# LED lighting - What are you using?



## Boreas (Dec 8, 2015)

I'm looking for two LED light fixtures for my two tanks.

I have a 65 gallon long (48" long) low light planted community tank currently using two 40w T8 bulbs.

And now I have a starfire glass 30cm (Just under 12") cube. I'm turning this one into a shrimp only tank. probably also going for low - medium lighting.

What are you using? What do you recommend?


----------



## planter (Jun 9, 2008)

I got a Finnex ray 2 fixture for my planted tank. I've only had it for a week but so far I like what I see.


----------



## default (May 28, 2011)

For that sized nano, your LED choices are somewhat limited. I would personally use these if I had that sized tank again.

http://www.petsandponds.com/en/aquarium-supplies/c5813/c231289/p17721561.html

http://www.petsandponds.com/en/aquarium-supplies/c5813/c231289/p17663228.html

http://www.petsandponds.com/en/aquarium-supplies/c5813/c231289/p17735660.html

http://www.petsandponds.com/en/aquarium-supplies/c5813/c231289/p17735661.html


----------



## Ashleyrezka (Sep 11, 2015)

I'm using led flood lights on my tank, with low/med light plants. Cheap and work awesome, plants are growing like crazy.


----------



## Boreas (Dec 8, 2015)

Planter, where did you buy the finnex lights? I've been looking hard at the planted+ for my 65. Nowhere sells them in Canada. Did you order from Amazon?

Ashley do you mean something like a par38 bulb in a desk lamp? What are you using?


----------



## Harry Muscle (Mar 21, 2007)

Drs Foster and Smith has the Ecoxotic E Series lights on sale at 65% off. Definitely worth checking out. They are amazing lights.

Thanks,
Harry


----------



## planter (Jun 9, 2008)

Boreas said:


> Planter, where did you buy the finnex lights?

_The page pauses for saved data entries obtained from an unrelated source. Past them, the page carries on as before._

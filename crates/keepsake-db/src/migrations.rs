//! Schema for both backends. Statements are idempotent (`IF NOT EXISTS`).
//!
//! The two dialects differ only in id generation and timestamp defaults; column names,
//! the status check and the index set are the same so both stores map rows identically.

use rusqlite::Connection;
use tracing::info;

use crate::error::StorageError;

/// `AUTOINCREMENT` keeps SQLite from handing out the id of a deleted row again.
/// Timestamps are written as RFC 3339 with millisecond precision.
pub const SQLITE_SCHEMA: &str = "
    CREATE TABLE IF NOT EXISTS scores (
        id          INTEGER PRIMARY KEY AUTOINCREMENT,
        name        TEXT NOT NULL,
        time        INTEGER NOT NULL CHECK (time >= 0),
        created_at  TEXT NOT NULL DEFAULT (strftime('%Y-%m-%dT%H:%M:%fZ', 'now'))
    );

    CREATE TABLE IF NOT EXISTS messages (
        id          INTEGER PRIMARY KEY AUTOINCREMENT,
        name        TEXT NOT NULL,
        message     TEXT NOT NULL,
        status      TEXT NOT NULL DEFAULT 'Pending'
                    CHECK (status IN ('Pending', 'Approved', 'Denied')),
        created_at  TEXT NOT NULL DEFAULT (strftime('%Y-%m-%dT%H:%M:%fZ', 'now'))
    );

    CREATE INDEX IF NOT EXISTS idx_scores_time ON scores(time ASC);
    CREATE INDEX IF NOT EXISTS idx_messages_status ON messages(status);
    CREATE INDEX IF NOT EXISTS idx_messages_created ON messages(created_at DESC);
";

pub const POSTGRES_SCHEMA: &[&str] = &[
    "CREATE TABLE IF NOT EXISTS scores (
        id          BIGSERIAL PRIMARY KEY,
        name        TEXT NOT NULL,
        time        BIGINT NOT NULL CHECK (time >= 0),
        created_at  TIMESTAMPTZ NOT NULL DEFAULT clock_timestamp()
    )",
    "CREATE TABLE IF NOT EXISTS messages (
        id          BIGSERIAL PRIMARY KEY,
        name        TEXT NOT NULL,
        message     TEXT NOT NULL,
        status      TEXT NOT NULL DEFAULT 'Pending'
                    CHECK (status IN ('Pending', 'Approved', 'Denied')),
        created_at  TIMESTAMPTZ NOT NULL DEFAULT clock_timestamp()
    )",
    "CREATE INDEX IF NOT EXISTS idx_scores_time ON scores(time ASC)",
    "CREATE INDEX IF NOT EXISTS idx_messages_status ON messages(status)",
    "CREATE INDEX IF NOT EXISTS idx_messages_created ON messages(created_at DESC)",
];

pub fn run_sqlite(conn: &Connection) -> Result<(), StorageError> {
    conn.execute_batch(SQLITE_SCHEMA)?;
    info!("SQLite schema ready");
    Ok(())
}
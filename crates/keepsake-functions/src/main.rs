use std::net::SocketAddr;

use tracing::info;

use keepsake_db::{StoreConfig, open_store};

#[tokio::main]
async fn main() -> anyhow::Result<()> {
    // Load .env if present
    let _ = dotenvy::dotenv();

    tracing_subscriber::fmt()
        .with_env_filter(
            tracing_subscriber::EnvFilter::try_from_default_env()
                .unwrap_or_else(|_| "keepsake=debug,tower_http=debug".into()),
        )
        .init();

    let host = std::env::var("KEEPSAKE_HOST").unwrap_or_else(|_| "0.0.0.0".into());
    let port: u16 = std::env::var("KEEPSAKE_FUNCTIONS_PORT")
        .unwrap_or_else(|_| "3000".into())
        .parse()?;

    // One pool for the lifetime of the host; invocations share it.
    let store = open_store(&StoreConfig::from_env()?).await?;
    let app = keepsake_functions::host::app(store);

    let addr: SocketAddr = format!("{}:{}", host, port).parse()?;
    info!("Keepsake functions host listening on {}", addr);

    let listener = tokio::net::TcpListener::bind(addr).await?;
    axum::serve(listener, app)
        .with_graceful_shutdown(keepsake_server::shutdown_signal())
        .await?;

    Ok(())
}
use serde::{Deserialize, Serialize};
use serde_json::Value;

// -- Scores --

/// Body of `POST /api/scores`.
///
/// Fields stay untyped so that a wrong-typed value becomes a validation error with a
/// precise message instead of a generic deserialization failure.
#[derive(Debug, Default, Deserialize)]
pub struct SubmitScoreRequest {
    #[serde(default)]
    pub name: Option<Value>,
    #[serde(default)]
    pub time: Option<Value>,
}

/// Body of `GET /api/scores/best`. Serializes to `{"bestTime": null}` on an empty ledger.
#[derive(Debug, Clone, PartialEq, Eq, Serialize, Deserialize)]
pub struct BestScoreResponse {
    #[serde(rename = "bestTime")]
    pub best_time: Option<i64>,
    #[serde(default, skip_serializing_if = "Option::is_none")]
    pub name: Option<String>,
}

impl BestScoreResponse {
    pub fn empty() -> Self {
        Self {
            best_time: None,
            name: None,
        }
    }
}

// -- Messages --

/// Body of `POST /api/messages`. Any `status` key sent by the caller is dropped here:
/// new messages always start out pending.
#[derive(Debug, Default, Deserialize)]
pub struct SubmitMessageRequest {
    #[serde(default)]
    pub name: Option<Value>,
    #[serde(default)]
    pub message: Option<Value>,
}

/// Body of `PUT /api/admin/messages/{id}/status`.
#[derive(Debug, Default, Deserialize)]
pub struct UpdateStatusRequest {
    #[serde(default)]
    pub status: Option<Value>,
}

#[derive(Debug, Clone, PartialEq, Eq, Serialize, Deserialize)]
pub struct DeleteResponse {
    pub message: String,
}

// -- Health --

#[derive(Debug, Clone, PartialEq, Eq, Serialize, Deserialize)]
pub struct HealthResponse {
    pub status: String,
    pub message: String,
}

// -- Errors --

/// Stable error category carried on every failure response.
#[derive(Debug, Clone, Copy, PartialEq, Eq, Serialize, Deserialize)]
pub enum ErrorKind {
    ValidationError,
    NotFoundError,
    StorageError,
    MethodNotAllowed,
}

/// The single error envelope returned on every failure path.
/// Diagnostic detail (driver messages, error chains) stays in server logs.
#[derive(Debug, Clone, PartialEq, Eq, Serialize, Deserialize)]
pub struct ErrorEnvelope {
    pub error: String,
    pub kind: ErrorKind,
}

#[cfg(test)]
mod tests {
    use super::*;
    use serde_json::json;

    #[test]
    fn empty_best_score_has_only_null_best_time() {
        let json = serde_json::to_value(BestScoreResponse::empty()).unwrap();
        assert_eq!(json, json!({ "bestTime": null }));
    }

    #[test]
    fn best_score_uses_camel_case_key() {
        let body = BestScoreResponse {
            best_time: Some(90),
            name: Some("B".into()),
        };
        assert_eq!(
            serde_json::to_value(body).unwrap(),
            json!({ "bestTime": 90, "name": "B" })
        );
    }

    #[test]
    fn message_request_ignores_caller_status() {
        let req: SubmitMessageRequest = serde_json::from_value(json!({
            "name": "Sam",
            "message": "hi",
            "status": "Approved"
        }))
        .unwrap();
        assert_eq!(req.name, Some(json!("Sam")));
        assert_eq!(req.message, Some(json!("hi")));
    }

    #[test]
    fn error_envelope_shape() {
        let envelope = ErrorEnvelope {
            error: "Status is required".into(),
            kind: ErrorKind::ValidationError,
        };
        assert_eq!(
            serde_json::to_value(envelope).unwrap(),
            json!({ "error": "Status is required", "kind": "ValidationError" })
        );
    }
}
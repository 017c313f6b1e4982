//! Backend selection. The backend is chosen once at startup from the environment,
//! never per call.

use std::fmt;
use std::path::PathBuf;
use std::str::FromStr;
use std::sync::Arc;

use sqlx::postgres::PgConnectOptions;
use tracing::info;

use crate::error::StorageError;
use crate::postgres::PostgresStore;
use crate::sqlite::SqliteStore;
use crate::store::Store;

const DEFAULT_SQLITE_PATH: &str = "keepsake.db";
const DEFAULT_PG_PORT: u16 = 5432;
const DEFAULT_PG_DATABASE: &str = "postgres";

#[derive(Debug, Clone, PartialEq, Eq)]
pub enum StoreConfig {
    Sqlite { path: PathBuf },
    Postgres(PostgresConfig),
}

#[derive(Clone, PartialEq, Eq)]
pub enum PostgresConfig {
    Url(String),
    Parts {
        host: String,
        port: u16,
        user: String,
        password: String,
        database: String,
    },
}

// Credentials never reach the logs.
impl fmt::Debug for PostgresConfig {
    fn fmt(&self, f: &mut fmt::Formatter<'_>) -> fmt::Result {
        match self {
            PostgresConfig::Url(_) => f.write_str("Url(<redacted>)"),
            PostgresConfig::Parts {
                host,
                port,
                user,
                database,
                ..
            } => f
                .debug_struct("Parts")
                .field("host", host)
                .field("port", port)
                .field("user", user)
                .field("database", database)
                .finish_non_exhaustive(),
        }
    }
}

impl StoreConfig {
    /// Read the configuration from process environment variables.
    ///
    /// - `KEEPSAKE_STORE`: `sqlite` (default) or `postgres`
    /// - `KEEPSAKE_DB_PATH`: SQLite file, default `keepsake.db`
    /// - `DATABASE_URL`, or `KEEPSAKE_PG_HOST` / `KEEPSAKE_PG_PORT` / `KEEPSAKE_PG_USER` /
    ///   `KEEPSAKE_PG_PASSWORD` / `KEEPSAKE_PG_DATABASE`
    pub fn from_env() -> Result<Self, StorageError> {
        Self::from_lookup(|key| std::env::var(key).ok())
    }

    /// Same as [`StoreConfig::from_env`] with an injectable lookup. Empty values count as unset.
    pub fn from_lookup<F>(lookup: F) -> Result<Self, StorageError>
    where
        F: Fn(&str) -> Option<String>,
    {
        let get = |key: &str| lookup(key).filter(|v| !v.trim().is_empty());

        let backend = get("KEEPSAKE_STORE").unwrap_or_else(|| "sqlite".into());
        match backend.trim().to_ascii_lowercase().as_str() {
            "sqlite" => Ok(StoreConfig::Sqlite {
                path: get("KEEPSAKE_DB_PATH")
                    .unwrap_or_else(|| DEFAULT_SQLITE_PATH.into())
                    .into(),
            }),
            "postgres" | "postgresql" => {
                if let Some(url) = get("DATABASE_URL") {
                    return Ok(StoreConfig::Postgres(PostgresConfig::Url(url)));
                }

                let required = ["KEEPSAKE_PG_HOST", "KEEPSAKE_PG_USER", "KEEPSAKE_PG_PASSWORD"];
                let missing: Vec<&str> = required
                    .into_iter()
                    .filter(|key| get(*key).is_none())
                    .collect();
                if !missing.is_empty() {
                    return Err(StorageError::Config(format!(
                        "postgres backend needs DATABASE_URL or {}",
                        missing.join(", ")
                    )));
                }

                let port = match get("KEEPSAKE_PG_PORT") {
                    Some(raw) => raw.trim().parse::<u16>().map_err(|_| {
                        StorageError::Config(format!("KEEPSAKE_PG_PORT is not a port: '{}'", raw))
                    })?,
                    None => DEFAULT_PG_PORT,
                };

                Ok(StoreConfig::Postgres(PostgresConfig::Parts {
                    host: get("KEEPSAKE_PG_HOST").unwrap_or_default(),
                    port,
                    user: get("KEEPSAKE_PG_USER").unwrap_or_default(),
                    password: get("KEEPSAKE_PG_PASSWORD").unwrap_or_default(),
                    database: get("KEEPSAKE_PG_DATABASE")
                        .unwrap_or_else(|| DEFAULT_PG_DATABASE.into()),
                }))
            }
            other => Err(StorageError::Config(format!(
                "unknown KEEPSAKE_STORE '{}', expected sqlite or postgres",
                other
            ))),
        }
    }
}

impl PostgresConfig {
    pub fn connect_options(&self) -> Result<PgConnectOptions, StorageError> {
        match self {
            PostgresConfig::Url(url) => Ok(PgConnectOptions::from_str(url)?),
            PostgresConfig::Parts {
                host,
                port,
                user,
                password,
                database,
            } => Ok(PgConnectOptions::new()
                .host(host)
                .port(*port)
                .username(user)
                .password(password)
                .database(database)),
        }
    }
}

/// Connect the configured backend and make sure the schema exists.
pub async fn open_store(config: &StoreConfig) -> Result<Arc<dyn Store>, StorageError> {
    let store: Arc<dyn Store> = match config {
        StoreConfig::Sqlite { path } => Arc::new(SqliteStore::open(path)?),
        StoreConfig::Postgres(pg) => Arc::new(PostgresStore::connect(pg.connect_options()?).await?),
    };

    store.initialize().await?;
    info!(backend = %store.backend(), "Store ready");
    Ok(store)
}
use std::sync::Arc;

use axum::body::Bytes;
use axum::http::{Method, StatusCode};
use keepsake_api::Facade;
use keepsake_db::Store;

/// Per-request context handed to a function. Holds only the shared store handle; no state
/// survives between invocations.
pub struct Invocation {
    store: Arc<dyn Store>,
}

impl Invocation {
    pub fn new(store: Arc<dyn Store>) -> Self {
        Self { store }
    }

    pub fn facade(&self) -> Facade {
        Facade::new(self.store.clone())
    }
}

/// What a function sees of the incoming request.
#[derive(Debug, Clone)]
pub struct FunctionRequest {
    pub method: Method,
    /// Id segment captured from the path, for the per-message functions.
    pub id: Option<String>,
    /// The body, or the status the platform gave up reading it with.
    pub body: Result<Bytes, StatusCode>,
}

impl FunctionRequest {
    pub fn body(&self) -> Result<&[u8], StatusCode> {
        self.body.as_deref().map_err(|status| *status)
    }
}
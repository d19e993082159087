//! # Update Accumulator
//!
//! Holds whatever `update` produced between init and finish, in one of
//! three shapes fixed by the processing type.
//!
//! Raw buffers never fail on `update`. Bytes past capacity set a sticky
//! overflow flag and are dropped; the length contract is checked at finish.

use super::algorithm::{ProcessingType, RawInput};
use super::errors::EngineError;
use shared_crypto::MessageDigest;
use zeroize::Zeroizing;

/// Per-operation input state.
#[derive(Debug)]
pub enum Accumulator {
    /// Running local digest
    Digest {
        /// Digest state
        md: MessageDigest,
        /// Bytes hashed so far
        processed: usize,
    },
    /// Bytes already forwarded to the token
    Stream {
        /// Bytes forwarded so far
        processed: usize,
    },
    /// Fixed-capacity raw block
    Raw {
        /// Buffered input, at most `rule.capacity()` bytes
        buffer: Zeroizing<Vec<u8>>,
        /// Length contract checked at finish
        rule: RawInput,
        /// Set once input exceeded capacity; cleared only by `reset`
        overflow: bool,
    },
}

impl Accumulator {
    /// Empty accumulator for `processing`.
    pub fn new(processing: ProcessingType) -> Self {
        match processing {
            ProcessingType::DigestLocal(algorithm) => Accumulator::Digest {
                md: MessageDigest::new(algorithm),
                processed: 0,
            },
            ProcessingType::StreamToBackend => Accumulator::Stream { processed: 0 },
            ProcessingType::RawFixedBlock(rule) => Accumulator::Raw {
                buffer: Zeroizing::new(Vec::with_capacity(rule.capacity())),
                rule,
                overflow: false,
            },
        }
    }

    /// Discard all input.
    pub fn reset(&mut self) {
        match self {
            Accumulator::Digest { md, processed } => {
                md.reset();
                *processed = 0;
            }
            Accumulator::Stream { processed } => *processed = 0,
            Accumulator::Raw {
                buffer, overflow, ..
            } => {
                // Vec::clear keeps the old bytes in the allocation
                buffer.iter_mut().for_each(|b| *b = 0);
                buffer.clear();
                *overflow = false;
            }
        }
    }

    /// Absorb `data` locally. Streaming accumulators only count it; the
    /// engine forwards the bytes itself.
    pub fn absorb(&mut self, data: &[u8]) {
        match self {
            Accumulator::Digest { md, processed } => {
                md.update(data);
                *processed += data.len();
            }
            Accumulator::Stream { processed } => *processed += data.len(),
            Accumulator::Raw {
                buffer,
                rule,
                overflow,
            } => {
                if *overflow {
                    return;
                }
                if buffer.len() + data.len() > rule.capacity() {
                    *overflow = true;
                    return;
                }
                buffer.extend_from_slice(data);
            }
        }
    }

    /// Bytes accepted since the last reset.
    pub fn processed(&self) -> usize {
        match self {
            Accumulator::Digest { processed, .. } | Accumulator::Stream { processed } => {
                *processed
            }
            Accumulator::Raw { buffer, .. } => buffer.len(),
        }
    }

    /// True once raw input exceeded capacity.
    pub fn overflowed(&self) -> bool {
        matches!(self, Accumulator::Raw { overflow: true, .. })
    }

    /// Finish the local digest and reset it.
    ///
    /// # Errors
    /// `InvalidState` if this is not a digesting accumulator.
    pub fn finish_digest(&mut self) -> Result<Zeroizing<Vec<u8>>, EngineError> {
        match self {
            Accumulator::Digest { md, processed } => {
                *processed = 0;
                Ok(md.finalize_reset())
            }
            _ => Err(EngineError::InvalidState("no local digest in progress")),
        }
    }

    /// The buffered raw block, checked against its length contract.
    ///
    /// # Errors
    /// `InvalidSignatureData` on overflow or a length mismatch;
    /// `InvalidState` if this is not a raw accumulator.
    pub fn raw_input(&self) -> Result<&[u8], EngineError> {
        let Accumulator::Raw {
            buffer,
            rule,
            overflow,
        } = self
        else {
            return Err(EngineError::InvalidState("no raw input buffer"));
        };
        match *rule {
            RawInput::Exact(len) if *overflow || buffer.len() != len => {
                Err(EngineError::InvalidSignatureData(format!(
                    "Data for RawDSA must be exactly {len} bytes long"
                )))
            }
            RawInput::AtMost(max) if *overflow => Err(EngineError::InvalidSignatureData(
                format!("Data for NONEwithECDSA must be at most {max} bytes long"),
            )),
            _ => Ok(buffer.as_slice()),
        }
    }

    /// Input a cancelling finish can hand to the token, if any.
    ///
    /// Takes the local digest, or the raw block zero-filled to its exact
    /// length. `None` when nothing usable was accumulated.
    pub fn cancel_input(&mut self) -> Option<Zeroizing<Vec<u8>>> {
        match self {
            Accumulator::Digest { md, processed } => {
                *processed = 0;
                Some(md.finalize_reset())
            }
            Accumulator::Stream { .. } => None,
            Accumulator::Raw {
                buffer,
                rule,
                overflow,
            } => {
                if *overflow || buffer.is_empty() {
                    return None;
                }
                let mut block = Zeroizing::new(buffer.to_vec());
                if let RawInput::Exact(len) = *rule {
                    block.resize(len, 0);
                }
                Some(block)
            }
        }
    }
}

#[cfg(test)]
mod tests {
    use super::*;
    use shared_crypto::{digest, DigestAlgorithm};

    fn raw_dsa() -> Accumulator {
        Accumulator::new(ProcessingType::RawFixedBlock(RawInput::Exact(20)))
    }

    #[test]
    fn test_digest_accumulates_across_updates() {
        let mut acc = Accumulator::new(ProcessingType::DigestLocal(DigestAlgorithm::Sha256));
        acc.absorb(b"hello ");
        acc.absorb(b"world");
        assert_eq!(acc.processed(), 11);
        let out = acc.finish_digest().unwrap();
        assert_eq!(*out, *digest(DigestAlgorithm::Sha256, b"hello world"));
        assert_eq!(acc.processed(), 0);
    }

    #[test]
    fn test_raw_exact_length() {
        let mut acc = raw_dsa();
        acc.absorb(&[1u8; 12]);
        acc.absorb(&[2u8; 8]);
        assert_eq!(acc.raw_input().unwrap().len(), 20);

        let mut short = raw_dsa();
        short.absorb(&[1u8; 19]);
        assert!(matches!(
            short.raw_input(),
            Err(EngineError::InvalidSignatureData(_))
        ));
    }

    #[test]
    fn test_raw_overflow_is_sticky() {
        let mut acc = raw_dsa();
        acc.absorb(&[1u8; 21]);
        assert!(acc.overflowed());
        // further small updates are dropped, not appended
        acc.absorb(&[1u8; 1]);
        assert_eq!(acc.processed(), 0);
        assert!(acc.raw_input().is_err());

        acc.reset();
        assert!(!acc.overflowed());
        acc.absorb(&[3u8; 20]);
        assert!(acc.raw_input().is_ok());
    }

    #[test]
    fn test_raw_ecdsa_bound() {
        let mut acc = Accumulator::new(ProcessingType::RawFixedBlock(RawInput::AtMost(128)));
        acc.absorb(&[0u8; 128]);
        assert!(acc.raw_input().is_ok());
        acc.absorb(&[0u8; 1]);
        assert!(matches!(
            acc.raw_input(),
            Err(EngineError::InvalidSignatureData(_))
        ));
    }

    #[test]
    fn test_cancel_input() {
        let mut stream = Accumulator::new(ProcessingType::StreamToBackend);
        stream.absorb(b"abc");
        assert!(stream.cancel_input().is_none());

        let mut empty = raw_dsa();
        assert!(empty.cancel_input().is_none());

        let mut partial = raw_dsa();
        partial.absorb(&[9u8; 5]);
        let block = partial.cancel_input().unwrap();
        assert_eq!(block.len(), 20);
        assert_eq!(&block[..5], &[9u8; 5]);

        let mut md = Accumulator::new(ProcessingType::DigestLocal(DigestAlgorithm::Sha1));
        assert_eq!(md.cancel_input().unwrap().len(), 20);
    }
}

I've been looking hard at the planted+ for my 65. Nowhere sells them in Canada. Did you order from Amazon?
> 
> Ashley do you mean something like a par38 bulb in a desk lamp? What are you using?


I found someone selling one used on kijiji

Sent from my SM-G920W8 using Tapatalk


----------



## Boreas (Dec 8, 2015)

Harry do you have one of the ecoxotic yourself? If I raise it up, would a 36" cover my 48" long tank? 

I am concerned this light may take me from low light to high light and I don't want to deal with CO2 right now.

Looks like a great deal though, depending on shipping.


----------



## Ashleyrezka (Sep 11, 2015)

I'm using LED flood lights from Amazon, I've got 2 30watt ones over my 5' 120gal. I need probably 2 more to make it bright enough without the 2 t5s I've still got going. But I wanted to test them out first. Been 6months now and I'm super happy.


----------



## Boreas (Dec 8, 2015)

default said:


> For that sized nano, your LED choices are somewhat limited. I would personally use these if I had that sized tank again. ...


Default, I took a look at those lights. The Wave point lights look like they might work.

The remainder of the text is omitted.